(Record extracts Opens)

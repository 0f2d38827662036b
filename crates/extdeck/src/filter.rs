//! Status filter: which cards are visible.

/// CSS class of a hidden card.
pub const HIDDEN_CARD_CLASS: &str = "isHidden";
/// CSS class of the selected filter button.
pub const ACTIVE_FILTER_CLASS: &str = "active";

#[derive(Debug, Clone, Copy, PartialEq, Eq, Hash, Default)]
pub enum FilterCategory {
    #[default]
    All,
    Enabled,
    Disabled,
}

impl FilterCategory {
    /// Buttons in display order.
    pub const ALL: [FilterCategory; 3] = [FilterCategory::All, FilterCategory::Enabled, FilterCategory::Disabled];

    pub fn shows(self, is_active: bool) -> bool {
        match self {
            FilterCategory::All => true,
            FilterCategory::Enabled => is_active,
            FilterCategory::Disabled => !is_active,
        }
    }

    pub fn label(self) -> &'static str {
        match self {
            FilterCategory::All => "All",
            FilterCategory::Enabled => "Active",
            FilterCategory::Disabled => "Inactive",
        }
    }

    /// Value of the button's `data-filter` attribute.
    pub fn as_str(self) -> &'static str {
        match self {
            FilterCategory::All => "all",
            FilterCategory::Enabled => "enabled",
            FilterCategory::Disabled => "disabled",
        }
    }
}

/// The filter button row. Exactly one button is selected.
#[derive(Debug, Clone, Copy, PartialEq, Eq, Default)]
pub struct FilterBar {
    selected: FilterCategory,
}

impl FilterBar {
    pub fn selected(&self) -> FilterCategory {
        self.selected
    }

    pub fn select(&mut self, category: FilterCategory) {
        self.selected = category;
    }
}
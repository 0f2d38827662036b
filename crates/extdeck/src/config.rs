//! Storage keys, seed address and session switches.

pub const SNAPSHOT_STORAGE_KEY: &str = "extensionsData";
pub const THEME_STORAGE_KEY: &str = "theme";
pub const SEED_URL: &str = "data.json";

#[derive(Debug, Clone, PartialEq, Eq)]
pub struct AppConfig {
    /// Key holding the serialized working set.
    pub snapshot_key: String,
    /// Key holding `dark` or `light`.
    pub theme_key: String,
    /// Address of the one-time seed dataset.
    pub seed_url: String,
    /// When false, a remove gesture completes without waiting for the exit transition.
    pub removal_transition: bool,
    pub log_level: log::LevelFilter,
}

impl Default for AppConfig {
    fn default() -> Self {
        Self {
            snapshot_key: SNAPSHOT_STORAGE_KEY.to_string(),
            theme_key: THEME_STORAGE_KEY.to_string(),
            seed_url: SEED_URL.to_string(),
            removal_transition: true,
            log_level: log::LevelFilter::Info,
        }
    }
}

impl AppConfig {
    pub fn with_removal_transition(mut self, enabled: bool) -> Self {
        self.removal_transition = enabled;
        self
    }
}
//! Item records and the two wire shapes they are read from.

use serde::{Deserialize, Serialize};
use serde_json::{Map, Value};

use crate::identity::ItemId;

/// One extension as held in the working set.
///
/// Fields the app does not know about are kept in `extra` and written back on
/// every sync.
#[derive(Debug, Clone, PartialEq, Serialize)]
#[serde(rename_all = "camelCase")]
pub struct Item {
    pub id: ItemId,
    pub name: String,
    pub description: String,
    pub logo: String,
    pub is_active: bool,
    #[serde(flatten)]
    pub extra: Map<String, Value>,
}

impl Item {
    pub fn new(
        id: impl Into<ItemId>,
        name: impl Into<String>,
        description: impl Into<String>,
        logo: impl Into<String>,
    ) -> Self {
        Self {
            id: id.into(),
            name: name.into(),
            description: description.into(),
            logo: logo.into(),
            is_active: false,
            extra: Map::new(),
        }
    }

    pub fn active(mut self, is_active: bool) -> Self {
        self.is_active = is_active;
        self
    }

    pub(crate) fn from_stored(record: StoredRecord, id: ItemId) -> Self {
        Self {
            id,
            name: record.name,
            description: record.description.unwrap_or_default(),
            logo: record.logo.unwrap_or_default(),
            is_active: record.is_active.unwrap_or_default(),
            extra: record.extra,
        }
    }

    pub(crate) fn from_seed(record: SeedRecord, id: ItemId) -> Self {
        Self {
            id,
            name: record.name,
            description: record.description,
            logo: record.logo,
            is_active: record.is_active.unwrap_or_default(),
            extra: record.extra,
        }
    }
}

/// A record read back from the persisted snapshot.
///
/// Only `name` is required; older snapshots may lack an `id`. A missing or
/// `null` optional field reads as its default.
#[derive(Debug, Clone, Deserialize)]
#[serde(rename_all = "camelCase")]
pub struct StoredRecord {
    #[serde(default)]
    pub id: Option<ItemId>,
    pub name: String,
    #[serde(default)]
    pub description: Option<String>,
    #[serde(default)]
    pub logo: Option<String>,
    #[serde(default)]
    pub is_active: Option<bool>,
    #[serde(flatten)]
    pub extra: Map<String, Value>,
}

impl StoredRecord {
    /// The stored identity, if it is present and non-empty.
    pub fn usable_id(&self) -> Option<&ItemId> {
        self.id.as_ref().filter(|id| !id.is_empty())
    }
}

/// A record from the seed file. Seed identities are never trusted.
#[derive(Debug, Clone, Deserialize)]
#[serde(rename_all = "camelCase")]
pub struct SeedRecord {
    pub name: String,
    pub description: String,
    pub logo: String,
    #[serde(default)]
    pub is_active: Option<bool>,
    // Swallowed so a stray seed `id` does not end up in `extra`.
    #[serde(default, rename = "id")]
    _discarded_id: Option<Value>,
    #[serde(flatten)]
    pub extra: Map<String, Value>,
}

#[cfg(test)]
mod tests {
    use super::*;

    #[test]
    fn item_serializes_with_camel_case_fields() {
        let item = Item::new("x1", "DevLens", "Inspect pages", "./logo.svg").active(true);
        let json = serde_json::to_value(&item).unwrap();
        assert_eq!(
            json,
            serde_json::json!({
                "id": "x1",
                "name": "DevLens",
                "description": "Inspect pages",
                "logo": "./logo.svg",
                "isActive": true,
            })
        );
    }

    #[test]
    fn stored_record_defaults_optional_fields() {
        let record: StoredRecord = serde_json::from_str(r#"{"id":"x1","name":"A","isActive":true}"#).unwrap();
        assert_eq!(record.usable_id().map(ItemId::as_str), Some("x1"));
        assert!(record.extra.is_empty());
        let item = Item::from_stored(record, ItemId::from("x1"));
        assert_eq!(item.description, "");
        assert_eq!(item.logo, "");
        assert!(item.is_active);
    }

    #[test]
    fn stored_record_reads_null_fields_as_defaults() {
        let record: StoredRecord = serde_json::from_str(
            r#"{"id":null,"name":"A","description":null,"logo":null,"isActive":null}"#,
        )
        .unwrap();
        assert!(record.usable_id().is_none());
        assert!(record.extra.is_empty());
        let item = Item::from_stored(record, ItemId::from("fresh"));
        assert_eq!(item, Item::new("fresh", "A", "", ""));
    }

    #[test]
    fn stored_record_treats_empty_id_as_missing() {
        let record: StoredRecord = serde_json::from_str(r#"{"id":"","name":"A"}"#).unwrap();
        assert!(record.usable_id().is_none());
    }

    #[test]
    fn seed_record_requires_logo() {
        let result = serde_json::from_str::<SeedRecord>(r#"{"name":"A","description":"d"}"#);
        assert!(result.is_err());
    }

    #[test]
    fn seed_record_keeps_unknown_fields_but_not_id() {
        let record: SeedRecord = serde_json::from_str(
            r#"{"id":"seed-1","name":"A","description":"d","logo":"l.png","vendor":"acme"}"#,
        )
        .unwrap();
        assert_eq!(record.extra.get("vendor"), Some(&Value::from("acme")));
        assert!(!record.extra.contains_key("id"));
        let item = Item::from_seed(record, ItemId::from("fresh"));
        let json = serde_json::to_value(&item).unwrap();
        assert_eq!(json["id"], "fresh");
        assert_eq!(json["vendor"], "acme");
    }
}
//! Startup reconciliation between the persisted snapshot and the seed data.
//!
//! A usable snapshot always wins and the seed is never fetched. Without one,
//! the seed is fetched once, given identities and written straight back so
//! the next start finds a snapshot.

use std::future::Future;

use crate::error::{FetchFailure, LoadError, SyncError};
use crate::identity::IdentitySource;
use crate::item::SeedRecord;
use crate::storage::{KeyValueStore, StateStore};
use crate::working_set::WorkingSet;

/// The one-time seed dataset.
pub trait SeedSource {
    /// Body of the resource at `url`. Failures other than `Malformed` are
    /// reported here; the body is parsed by the loader.
    fn fetch_seed(&self, url: &str) -> impl Future<Output = Result<String, FetchFailure>>;
}

/// Which path produced the working set.
#[derive(Debug, Clone, Copy, PartialEq, Eq)]
pub enum LoadOrigin {
    /// Read back from storage; `migrated` records were given a fresh identity.
    Snapshot { migrated: usize },
    /// First run: fetched and materialized.
    Seed,
    /// The stored snapshot was unreadable and has been replaced by the seed.
    RecoveredFromMalformedSnapshot,
}

#[derive(Debug, Clone)]
pub struct LoadReport {
    pub working_set: WorkingSet,
    pub origin: LoadOrigin,
}

/// Parses a seed payload: a JSON array of `{name, description, logo, isActive?}`.
pub fn parse_seed(payload: &str) -> Result<Vec<SeedRecord>, FetchFailure> {
    serde_json::from_str(payload).map_err(|error| FetchFailure::Malformed(error.to_string()))
}

/// Builds the session's working set.
///
/// Only a seed failure is fatal; nothing is written to storage in that case.
pub async fn load<S, F, I>(
    store: &mut StateStore<S>,
    seed: &F,
    seed_url: &str,
    ids: &mut I,
) -> Result<LoadReport, LoadError>
where
    S: KeyValueStore,
    F: SeedSource,
    I: IdentitySource,
{
    let mut recovering = false;
    if let Some(snapshot) = store.load_snapshot() {
        match WorkingSet::from_snapshot(&snapshot, ids) {
            Ok((working_set, migrated)) => {
                if migrated > 0 {
                    log::info!("Assigned identities to {migrated} stored extension(s)");
                    persist(store, &working_set);
                }
                log::debug!("Restored {} extension(s) from storage", working_set.len());
                return Ok(LoadReport {
                    working_set,
                    origin: LoadOrigin::Snapshot { migrated },
                });
            }
            Err(error) => {
                log::warn!("Ignoring stored extensions: {error}");
                recovering = true;
            }
        }
    }

    log::debug!("Fetching seed extensions from '{seed_url}'");
    let payload = seed.fetch_seed(seed_url).await?;
    let records = parse_seed(&payload)?;
    let working_set = WorkingSet::from_seed(records, ids);
    persist(store, &working_set);
    log::info!("Loaded {} extension(s) from '{seed_url}'", working_set.len());

    let origin = if recovering {
        LoadOrigin::RecoveredFromMalformedSnapshot
    } else {
        LoadOrigin::Seed
    };
    Ok(LoadReport { working_set, origin })
}

fn persist<S: KeyValueStore>(store: &mut StateStore<S>, working_set: &WorkingSet) {
    let result = working_set
        .to_snapshot()
        .map_err(SyncError::from)
        .and_then(|snapshot| store.save_snapshot(&snapshot).map_err(SyncError::from));
    if let Err(error) = result {
        log::error!("{error}");
    }
}
//! Seed dataset over `window.fetch`.

use extdeck::{FetchFailure, SeedSource};
use wasm_bindgen_futures::JsFuture;
use zoon::wasm_bindgen::JsCast;
use zoon::web_sys::{self, Response};

pub struct HttpSeed;

impl SeedSource for HttpSeed {
    async fn fetch_seed(&self, url: &str) -> Result<String, FetchFailure> {
        let window = web_sys::window().ok_or_else(|| FetchFailure::Network("no window".to_string()))?;
        let response = JsFuture::from(window.fetch_with_str(url))
            .await
            .map_err(|error| FetchFailure::Network(format!("{error:?}")))?;
        let response: Response = response
            .dyn_into()
            .map_err(|value| FetchFailure::Network(format!("fetch resolved to {value:?}")))?;
        if !response.ok() {
            return Err(FetchFailure::Status(response.status()));
        }
        let text = response
            .text()
            .map_err(|error| FetchFailure::Network(format!("{error:?}")))?;
        let body = JsFuture::from(text)
            .await
            .map_err(|error| FetchFailure::Network(format!("{error:?}")))?;
        body.as_string()
            .ok_or_else(|| FetchFailure::Malformed("response body is not text".to_string()))
    }
}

(Record extracts Closes)

▸ Task description
Copy out the lines above exactly, beginning at the one that contains "#[derive(Debug, Clone, Copy, PartialEq, Eq, Hash, Default)]" and ending at the one that contains "pub struct FilterBar".

▸ Result of this exercise
#[derive(Debug, Clone, Copy, PartialEq, Eq, Hash, Default)]
pub enum FilterCategory {
    #[default]
    All,
    Enabled,
    Disabled,
}

impl FilterCategory {
    /// Buttons in display order.
    pub const ALL: [FilterCategory; 3] = [FilterCategory::All, FilterCategory::Enabled, FilterCategory::Disabled];

    pub fn shows(self, is_active: bool) -> bool {
        match self {
            FilterCategory::All => true,
            FilterCategory::Enabled => is_active,
            FilterCategory::Disabled => !is_active,
        }
    }

    pub fn label(self) -> &'static str {
        match self {
            FilterCategory::All => "All",
            FilterCategory::Enabled => "Active",
            FilterCategory::Disabled => "Inactive",
        }
    }

    /// Value of the button's `data-filter` attribute.
    pub fn as_str(self) -> &'static str {
        match self {
            FilterCategory::All => "all",
            FilterCategory::Enabled => "enabled",
            FilterCategory::Disabled => "disabled",
        }
    }
}

/// The filter button row. Exactly one button is selected.
#[derive(Debug, Clone, Copy, PartialEq, Eq, Default)]
pub struct FilterBar {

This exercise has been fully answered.